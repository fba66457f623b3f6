use std::collections::HashMap;
use std::sync::Arc;

use anyhow::{Context, Result};
use winit::window::Window;

use crate::error::ContextCreationError;
use crate::paint::Color;
use crate::platform::{FrameStatus, GraphicsBackend, GraphicsCapabilities};
use crate::render::ResolvedDraw;
use crate::resource::{BufferUsage, GpuResourceDescriptor, NativeHandle, TextureDescriptor};
use crate::window::WindowConfig;

use super::frame::GpuFrame;
use super::objects::{Bindings, GpuObject, Target};
use super::{GpuInit, SurfaceErrorAction, surface};

/// wgpu graphics context bound to one window.
///
/// - creates and stores Adapter/Device/Queue
/// - configures the Surface (swapchain) and the MSAA target
/// - owns every native object created through it, keyed by `NativeHandle`
/// - records a frame's draws and encodes them in one pass on present
pub struct WgpuContext {
    /// Native objects; dropped before the device.
    objects: HashMap<NativeHandle, GpuObject>,
    next_handle: u64,

    /// Frame between `begin_frame` and `swap_buffers`.
    frame: Option<GpuFrame>,

    /// Bound when a draw names no texture.
    white: GpuObject,
    bindings: Bindings,
    msaa: Option<wgpu::TextureView>,

    surface: wgpu::Surface<'static>,
    adapter: wgpu::Adapter,
    device: wgpu::Device,
    queue: wgpu::Queue,

    /// Active surface configuration.
    config: wgpu::SurfaceConfiguration,
    present_modes: Vec<wgpu::PresentMode>,

    /// Current drawable size in physical pixels.
    size: (u32, u32),
    samples: u32,
    capabilities: GraphicsCapabilities,

    /// Kept alive for as long as the surface is.
    window: Arc<Window>,
}

impl WgpuContext {
    /// Creates a context for `window`, blocking on adapter and device
    /// acquisition.
    pub fn new(window: Arc<Window>, config: &WindowConfig) -> Result<Self, ContextCreationError> {
        pollster::block_on(Self::create(window, GpuInit::from(config)))
            .map_err(|e| ContextCreationError::native(config.request(), format!("{e:#}")))
    }

    async fn create(window: Arc<Window>, init: GpuInit) -> Result<Self> {
        let inner = window.inner_size();
        let size = (inner.width, inner.height);

        let GpuInit {
            prefer_srgb,
            vsync,
            samples,
            alpha_mode,
            required_features,
            required_limits,
            desired_maximum_frame_latency,
        } = init;

        let instance = wgpu::Instance::new(&wgpu::InstanceDescriptor {
            backends: wgpu::Backends::all(),
            ..Default::default()
        });

        let surface = instance
            .create_surface(window.clone())
            .context("failed to create wgpu surface")?;

        let adapter = instance
            .request_adapter(&wgpu::RequestAdapterOptions {
                power_preference: wgpu::PowerPreference::HighPerformance,
                compatible_surface: Some(&surface),
                force_fallback_adapter: false,
            })
            .await
            .context("failed to find a suitable GPU adapter")?;

        let (device, queue) = adapter
            .request_device(&wgpu::DeviceDescriptor {
                label: Some("descent device"),
                required_features,
                required_limits,
                experimental_features: wgpu::ExperimentalFeatures::disabled(),
                memory_hints: wgpu::MemoryHints::Performance,
                trace: wgpu::Trace::Off,
            })
            .await
            .context("failed to create wgpu device/queue")?;

        let surface_caps = surface.get_capabilities(&adapter);
        let format = surface::choose_surface_format(&surface_caps, prefer_srgb)
            .context("no supported surface formats")?;
        let alpha_mode = surface::choose_alpha_mode(&surface_caps, alpha_mode);
        let present_mode = surface::choose_present_mode(&surface_caps.present_modes, vsync);

        let features = adapter.get_texture_format_features(format);
        let capabilities = GraphicsCapabilities {
            max_samples: surface::max_samples(features.flags),
            // FIFO is the one present mode every surface supports.
            vsync: true,
            max_texture_size: device.limits().max_texture_dimension_2d,
        };
        // The window manager rejects unsupported requests before anything
        // is drawn; fall back to 1 so the pipelines stay valid meanwhile.
        let samples = if features.flags.sample_count_supported(samples) {
            samples
        } else {
            1
        };

        let config = wgpu::SurfaceConfiguration {
            usage: wgpu::TextureUsages::RENDER_ATTACHMENT,
            format,
            width: size.0.max(1),
            height: size.1.max(1),
            present_mode,
            alpha_mode,
            view_formats: vec![],
            desired_maximum_frame_latency,
        };
        if size.0 > 0 && size.1 > 0 {
            surface.configure(&device, &config);
        }

        let bindings = Bindings::new(&device);
        let target = Target { format, samples };
        let white = GpuObject::create(
            &device,
            &queue,
            &bindings,
            target,
            &GpuResourceDescriptor::Texture(
                TextureDescriptor::rgba8(1, 1, vec![255; 4]).with_label("descent white"),
            ),
        )
        .map_err(anyhow::Error::msg)?;
        let msaa = create_msaa(&device, &config, samples);

        let info = adapter.get_info();
        log::info!(
            "wgpu context on {} ({:?}): {format:?}, {present_mode:?}, {samples}x MSAA",
            info.name,
            info.backend
        );

        Ok(Self {
            objects: HashMap::new(),
            next_handle: 1,
            frame: None,
            white,
            bindings,
            msaa,
            surface,
            adapter,
            device,
            queue,
            config,
            present_modes: surface_caps.present_modes,
            size,
            samples,
            capabilities,
            window,
        })
    }

    /// Returns the active surface format.
    pub fn surface_format(&self) -> wgpu::TextureFormat {
        self.config.format
    }

    /// Name of the adapter this context renders with.
    pub fn adapter_name(&self) -> String {
        self.adapter.get_info().name
    }

    fn target(&self) -> Target {
        Target {
            format: self.config.format,
            samples: self.samples,
        }
    }

    fn acquire(&mut self) -> Result<Option<wgpu::SurfaceTexture>, String> {
        match self.surface.get_current_texture() {
            Ok(texture) => Ok(Some(texture)),
            Err(err) => {
                let reason = err.to_string();
                log::debug!("surface texture unavailable: {reason}");
                match surface::map_surface_error(
                    &self.surface,
                    &self.device,
                    &self.config,
                    self.size,
                    err,
                ) {
                    SurfaceErrorAction::Reconfigured | SurfaceErrorAction::SkipFrame => Ok(None),
                    SurfaceErrorAction::Fatal => Err(format!("surface lost for good: {reason}")),
                }
            }
        }
    }

    /// Checks a recorded draw against the objects still alive. Draws whose
    /// objects were destroyed mid-frame are dropped with a warning.
    fn encodable(&self, draw: &ResolvedDraw) -> bool {
        let program = matches!(self.objects.get(&draw.program), Some(GpuObject::Program { .. }));
        let vertices = match self.objects.get(&draw.vertices) {
            Some(GpuObject::Buffer {
                usage: BufferUsage::Vertex,
                elements,
                ..
            }) => *elements,
            _ => return false,
        };
        let bound = match draw.indices {
            None => vertices,
            Some(handle) => match self.objects.get(&handle) {
                Some(GpuObject::Buffer {
                    usage: BufferUsage::Index,
                    elements,
                    ..
                }) => *elements,
                _ => return false,
            },
        };
        let texture = match draw.texture {
            None => true,
            Some(handle) => matches!(self.objects.get(&handle), Some(GpuObject::Texture { .. })),
        };
        program && texture && draw.elements.end <= bound
    }

    fn encode(&self, frame: &GpuFrame) -> wgpu::CommandBuffer {
        let scale = self.window.scale_factor() as f32;
        self.bindings.write_viewport(
            &self.queue,
            self.size.0 as f32 / scale,
            self.size.1 as f32 / scale,
        );

        let mut encoder = self
            .device
            .create_command_encoder(&wgpu::CommandEncoderDescriptor {
                label: Some("descent frame encoder"),
            });

        let (view, resolve_target, store) = match &self.msaa {
            Some(msaa) => (msaa, Some(&frame.view), wgpu::StoreOp::Discard),
            None => (&frame.view, None, wgpu::StoreOp::Store),
        };

        {
            let mut pass = encoder.begin_render_pass(&wgpu::RenderPassDescriptor {
                label: Some("descent frame pass"),
                color_attachments: &[Some(wgpu::RenderPassColorAttachment {
                    view,
                    depth_slice: None,
                    resolve_target,
                    ops: wgpu::Operations {
                        load: wgpu::LoadOp::Clear(frame.clear),
                        store,
                    },
                })],
                depth_stencil_attachment: None,
                timestamp_writes: None,
                occlusion_query_set: None,
                multiview_mask: None,
            });

            for draw in &frame.draws {
                if !self.encodable(draw) {
                    log::warn!("dropping draw referencing released GPU objects");
                    continue;
                }
                let Some(GpuObject::Program { pipeline }) = self.objects.get(&draw.program) else {
                    continue;
                };
                let Some(GpuObject::Buffer { buffer: vertices, .. }) =
                    self.objects.get(&draw.vertices)
                else {
                    continue;
                };
                let texture = draw
                    .texture
                    .and_then(|h| self.objects.get(&h))
                    .unwrap_or(&self.white);
                let GpuObject::Texture { bind_group, .. } = texture else {
                    continue;
                };

                pass.set_pipeline(pipeline);
                pass.set_bind_group(0, bind_group, &[]);
                pass.set_vertex_buffer(0, vertices.slice(..));

                match draw.indices.and_then(|h| self.objects.get(&h)) {
                    Some(GpuObject::Buffer { buffer: indices, .. }) => {
                        pass.set_index_buffer(indices.slice(..), wgpu::IndexFormat::Uint16);
                        pass.draw_indexed(draw.elements.clone(), 0, 0..1);
                    }
                    _ => pass.draw(draw.elements.clone(), 0..1),
                }
            }
        }

        encoder.finish()
    }
}

impl GraphicsBackend for WgpuContext {
    fn capabilities(&self) -> GraphicsCapabilities {
        self.capabilities
    }

    /// wgpu has no thread-current context; exclusive access goes through
    /// `&mut self`.
    fn make_current(&mut self) -> Result<(), String> {
        Ok(())
    }

    fn set_vsync(&mut self, enabled: bool) -> Result<(), String> {
        self.config.present_mode = surface::choose_present_mode(&self.present_modes, enabled);
        if self.size.0 > 0 && self.size.1 > 0 {
            self.surface.configure(&self.device, &self.config);
        }
        Ok(())
    }

    fn resize(&mut self, width: u32, height: u32) {
        // A pending surface texture must be released before reconfiguring.
        if self.frame.take().is_some() {
            log::debug!("resize discarded an in-flight frame");
        }
        surface::apply_resize(
            &self.surface,
            &self.device,
            &mut self.config,
            &mut self.size,
            (width, height),
        );
        if width > 0 && height > 0 {
            self.msaa = create_msaa(&self.device, &self.config, self.samples);
        }
    }

    fn create_resource(&mut self, desc: &GpuResourceDescriptor) -> Result<NativeHandle, String> {
        let object = GpuObject::create(&self.device, &self.queue, &self.bindings, self.target(), desc)?;
        let handle = NativeHandle(self.next_handle);
        self.next_handle += 1;
        self.objects.insert(handle, object);
        Ok(handle)
    }

    fn destroy_resource(&mut self, handle: NativeHandle) {
        match self.objects.remove(&handle) {
            Some(object) => object.destroy(),
            None => log::warn!("destroy of unknown native object {}", handle.0),
        }
    }

    fn begin_frame(&mut self, clear: Color) -> Result<FrameStatus, String> {
        if self.frame.take().is_some() {
            log::warn!("begin_frame with a frame still open; discarding it");
        }
        if self.size.0 == 0 || self.size.1 == 0 {
            return Ok(FrameStatus::Skipped);
        }

        let Some(surface_texture) = self.acquire()? else {
            return Ok(FrameStatus::Skipped);
        };
        let view = surface_texture
            .texture
            .create_view(&wgpu::TextureViewDescriptor::default());

        self.frame = Some(GpuFrame {
            surface_texture,
            view,
            clear: to_wgpu_color(clear),
            draws: Vec::new(),
        });
        Ok(FrameStatus::Ready)
    }

    fn draw(&mut self, draw: &ResolvedDraw) -> Result<(), String> {
        if !self.encodable(draw) {
            return Err("draw references missing or out-of-range GPU objects".to_string());
        }
        // Skipped frames accept draws and discard them.
        if let Some(frame) = &mut self.frame {
            frame.draws.push(draw.clone());
        }
        Ok(())
    }

    fn swap_buffers(&mut self) -> Result<(), String> {
        let Some(frame) = self.frame.take() else {
            return Ok(());
        };
        let commands = self.encode(&frame);
        self.queue.submit(std::iter::once(commands));
        frame.surface_texture.present();
        Ok(())
    }
}

fn create_msaa(
    device: &wgpu::Device,
    config: &wgpu::SurfaceConfiguration,
    samples: u32,
) -> Option<wgpu::TextureView> {
    if samples <= 1 {
        return None;
    }
    let texture = device.create_texture(&wgpu::TextureDescriptor {
        label: Some("descent msaa target"),
        size: wgpu::Extent3d {
            width: config.width,
            height: config.height,
            depth_or_array_layers: 1,
        },
        mip_level_count: 1,
        sample_count: samples,
        dimension: wgpu::TextureDimension::D2,
        format: config.format,
        usage: wgpu::TextureUsages::RENDER_ATTACHMENT,
        view_formats: &[],
    });
    Some(texture.create_view(&wgpu::TextureViewDescriptor::default()))
}

fn to_wgpu_color(c: Color) -> wgpu::Color {
    wgpu::Color {
        r: c.r as f64,
        g: c.g as f64,
        b: c.b as f64,
        a: c.a as f64,
    }
}

#[cfg(test)]
mod tests {
    use super::*;

    #[test]
    fn clear_color_keeps_premultiplied_channels() {
        let c = to_wgpu_color(Color::from_premul(0.25, 0.5, 0.0, 0.5));
        assert_eq!((c.r, c.g, c.b, c.a), (0.25, 0.5, 0.0, 0.5));
    }
}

◇ ◇ ◇ ◇ ◇

**Exercise aim:** Give back exactly the lines from the first line of the records through the line holding "use crate::paint::Color;", including both of those lines and leaving out all others.

**Answer to this task:**
repository fba66457f623b3f6
use std::collections::HashMap;
use std::sync::Arc;

use anyhow::{Context, Result};
use winit::window::Window;

use crate::error::ContextCreationError;
use crate::paint::Color;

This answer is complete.